> **Task objective**
Here are the records. Write out exactly the lines between the one holding "use crate::schema::fund_records;" and the one holding "impl FundRecordRepositoryTrait for", inclusive.

··· Data provided

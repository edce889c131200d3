use tracing_subscriber::EnvFilter;
use upload_registry::config::AppConfig;

#[tokio::main]
async fn main() -> Result<(), Box<dyn std::error::Error>> {
    let filter = EnvFilter::try_from_default_env().unwrap_or_else(|_| EnvFilter::new("info"));
    tracing_subscriber::fmt().with_env_filter(filter).init();

    let config = AppConfig::from_env()?;
    let app = upload_registry::app(&config)?;

    let addr = config.socket_addr()?;
    tracing::info!(
        storage = ?config.storage_type,
        root = %config.storage_path.display(),
        "Server running on {}",
        addr
    );

    let listener = tokio::net::TcpListener::bind(addr).await?;
    axum::serve(listener, app).await?;
    Ok(())
}
use mime::Mime;
use serde::Serialize;
use std::collections::HashMap;
use std::sync::Arc;
use tokio::sync::RwLock;

#[derive(Debug, Clone, Copy, PartialEq, Eq, Serialize)]
#[serde(rename_all = "lowercase")]
pub enum UploadStatus {
    Uploaded,
}

#[derive(Debug, Clone)]
pub struct UploadRecord {
    pub id: String,
    /// Client-supplied name, stored verbatim.
    pub filename: String,
    pub content_type: Mime,
    pub status: UploadStatus,
}

/// In-process index of upload records keyed by identifier.
///
/// Records are only inserted after their bytes are in storage and are never
/// mutated or removed afterwards. Contents do not survive a restart.
#[derive(Clone, Default)]
pub struct Registry {
    records: Arc<RwLock<HashMap<String, UploadRecord>>>,
}

impl Registry {
    pub fn new() -> Self {
        Self::default()
    }

    pub async fn insert(&self, record: UploadRecord) {
        self.records.write().await.insert(record.id.clone(), record);
    }

    pub async fn get(&self, id: &str) -> Option<UploadRecord> {
        self.records.read().await.get(id).cloned()
    }

    #[cfg(test)]
    pub(crate) async fn len(&self) -> usize {
        self.records.read().await.len()
    }

    #[cfg(test)]
    pub(crate) async fn is_empty(&self) -> bool {
        self.records.read().await.is_empty()
    }
}
use dotenvy::dotenv;
use std::{env, net::SocketAddr, path::PathBuf, str::FromStr};
use thiserror::Error;

#[derive(Error, Debug)]
pub enum ConfigError {
    #[error("{name} must be a number, got {value:?}")]
    NotANumber { name: &'static str, value: String },
    #[error("unknown storage type {0:?} (expected \"local\" or \"memory\")")]
    UnknownStorage(String),
    #[error("invalid host or port: {0}")]
    InvalidAddr(String),
}

#[derive(Debug, Clone, Copy, PartialEq, Eq)]
pub enum StorageType {
    Local,
    Memory,
}

impl FromStr for StorageType {
    type Err = ConfigError;

    fn from_str(s: &str) -> Result<Self, Self::Err> {
        match s {
            "local" => Ok(StorageType::Local),
            "memory" => Ok(StorageType::Memory),
            other => Err(ConfigError::UnknownStorage(other.to_string())),
        }
    }
}

#[derive(Debug, Clone)]
pub struct AppConfig {
    pub storage_type: StorageType,
    pub storage_path: PathBuf,
    pub host: String,
    pub port: u16,
    /// Request body cap for uploads. `None` leaves uploads unbounded.
    pub max_upload_bytes: Option<usize>,
}

impl Default for AppConfig {
    fn default() -> Self {
        Self {
            storage_type: StorageType::Local,
            storage_path: PathBuf::from("uploads"),
            host: "0.0.0.0".to_string(),
            port: 8000,
            max_upload_bytes: None,
        }
    }
}

impl AppConfig {
    /// Reads the process environment, after loading `.env` if one exists.
    pub fn from_env() -> Result<Self, ConfigError> {
        dotenv().ok();
        Self::from_lookup(|key| env::var(key).ok())
    }

    fn from_lookup(lookup: impl Fn(&str) -> Option<String>) -> Result<Self, ConfigError> {
        let default = Self::default();

        let storage_type = match lookup("STORAGE_TYPE") {
            Some(value) => value.parse()?,
            None => default.storage_type,
        };

        let port = match lookup("PORT") {
            Some(value) => value.parse().map_err(|_| ConfigError::NotANumber {
                name: "PORT",
                value,
            })?,
            None => default.port,
        };

        let max_upload_bytes = match lookup("MAX_UPLOAD_BYTES") {
            Some(value) => Some(value.parse().map_err(|_| ConfigError::NotANumber {
                name: "MAX_UPLOAD_BYTES",
                value,
            })?),
            None => default.max_upload_bytes,
        };

        Ok(Self {
            storage_type,
            storage_path: lookup("STORAGE_PATH")
                .map(PathBuf::from)
                .unwrap_or(default.storage_path),
            host: lookup("HOST").unwrap_or(default.host),
            port,
            max_upload_bytes,
        })
    }

    pub fn socket_addr(&self) -> Result<SocketAddr, ConfigError> {
        let addr = format!("{}:{}", self.host, self.port);
        addr.parse().map_err(|_| ConfigError::InvalidAddr(addr))
    }
}
use crate::errors::Result;
use crate::reports::reports_model::{NewReport, Report};
use crate::users::Actor;
use async_trait::async_trait;

#[async_trait]
pub trait ReportRepositoryTrait: Send + Sync {
    /// Reports of one project, newest first.
    fn list_reports(&self, project_id: i32) -> Result<Vec<Report>>;
    async fn insert_report(&self, new_report: NewReport) -> Result<Report>;
}

#[async_trait]
pub trait ReportServiceTrait: Send + Sync {
    fn get_reports(&self, project_id: i32) -> Result<Vec<Report>>;
    /// Fails with not-found before anything is written when the project is unknown.
    fn ensure_upload_target(&self, actor: &Actor, project_id: i32) -> Result<()>;
    async fn create_report(&self, actor: &Actor, new_report: NewReport) -> Result<Report>;
}
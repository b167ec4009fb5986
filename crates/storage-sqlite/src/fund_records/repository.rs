use std::sync::Arc;

use async_trait::async_trait;
use chrono::Utc;
use diesel::prelude::*;
use diesel::SqliteConnection;

use pmajay_core::fund_records::{FundRecord, FundRecordRepositoryTrait, ValidFundRecord};
use pmajay_core::Result;

use super::model::{FundRecordDB, FundRecordWriteDB};
use crate::db::{get_connection, DbPool, WriteHandle};
use crate::errors::IntoCore;
use crate::schema::fund_records;

pub struct FundRecordRepository {
    pool: Arc<DbPool>,
    writer: WriteHandle,
}

impl FundRecordRepository {
    pub fn new(pool: Arc<DbPool>, writer: WriteHandle) -> Self {
        FundRecordRepository { pool, writer }
    }
}

#[async_trait]
impl FundRecordRepositoryTrait for FundRecordRepository {
    fn list_fund_records(&self) -> Result<Vec<FundRecord>> {
        let mut conn = get_connection(&self.pool)?;
        let rows = fund_records::table
            .order((fund_records::created_at.desc(), fund_records::id.desc()))
            .select(FundRecordDB::as_select())
            .load::<FundRecordDB>(&mut conn)
            .into_core()?;
        Ok(rows.into_iter().map(FundRecord::from).collect())
    }

    fn get_fund_record(&self, record_id: i32) -> Result<Option<FundRecord>> {
        let mut conn = get_connection(&self.pool)?;
        let row = fund_records::table
            .find(record_id)
            .select(FundRecordDB::as_select())
            .first::<FundRecordDB>(&mut conn)
            .optional()
            .into_core()?;
        Ok(row.map(FundRecord::from))
    }

    async fn insert_fund_record(&self, record: ValidFundRecord) -> Result<FundRecord> {
        self.writer
            .exec(move |conn: &mut SqliteConnection| -> Result<FundRecord> {
                let row = diesel::insert_into(fund_records::table)
                    .values(FundRecordWriteDB::new(record, Utc::now().naive_utc()))
                    .returning(FundRecordDB::as_returning())
                    .get_result(conn)
                    .into_core()?;
                Ok(FundRecord::from(row))
            })
            .await
    }

    async fn update_fund_record(
        &self,
        record_id: i32,
        record: ValidFundRecord,
    ) -> Result<FundRecord> {
        self.writer
            .exec(move |conn: &mut SqliteConnection| -> Result<FundRecord> {
                let row = diesel::update(fund_records::table.find(record_id))
                    .set(FundRecordWriteDB::new(record, Utc::now().naive_utc()))
                    .returning(FundRecordDB::as_returning())
                    .get_result(conn)
                    .into_core()?;
                Ok(FundRecord::from(row))
            })
            .await
    }

    async fn delete_fund_record(&self, record_id: i32) -> Result<usize> {
        self.writer
            .exec(move |conn: &mut SqliteConnection| -> Result<usize> {
                diesel::delete(fund_records::table.find(record_id))
                    .execute(conn)
                    .into_core()
            })
            .await
    }
}
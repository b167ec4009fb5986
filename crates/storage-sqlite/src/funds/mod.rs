//! SQLite storage implementation for project fund transactions.

mod model;
mod repository;

pub use model::{FundTransactionDB, NewFundTransactionDB};
pub use repository::FundTransactionRepository;
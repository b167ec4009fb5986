use crate::errors::Result;
use crate::states::states_model::{NewState, State};
use async_trait::async_trait;

/// Trait for state repository operations
#[async_trait]
pub trait StateRepositoryTrait: Send + Sync {
    fn list_states(&self) -> Result<Vec<State>>;
    fn get_state(&self, state_id: i32) -> Result<Option<State>>;
    async fn insert_state(&self, new_state: NewState) -> Result<State>;
}

/// Trait for state service operations
#[async_trait]
pub trait StateServiceTrait: Send + Sync {
    fn get_states(&self) -> Result<Vec<State>>;
    fn get_state(&self, state_id: i32) -> Result<State>;
    async fn create_state(&self, new_state: NewState) -> Result<State>;
}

······

> **Exercise result**
use crate::schema::fund_records;

pub struct FundRecordRepository {
    pool: Arc<DbPool>,
    writer: WriteHandle,
}

impl FundRecordRepository {
    pub fn new(pool: Arc<DbPool>, writer: WriteHandle) -> Self {
        FundRecordRepository { pool, writer }
    }
}

#[async_trait]
impl FundRecordRepositoryTrait for FundRecordRepository {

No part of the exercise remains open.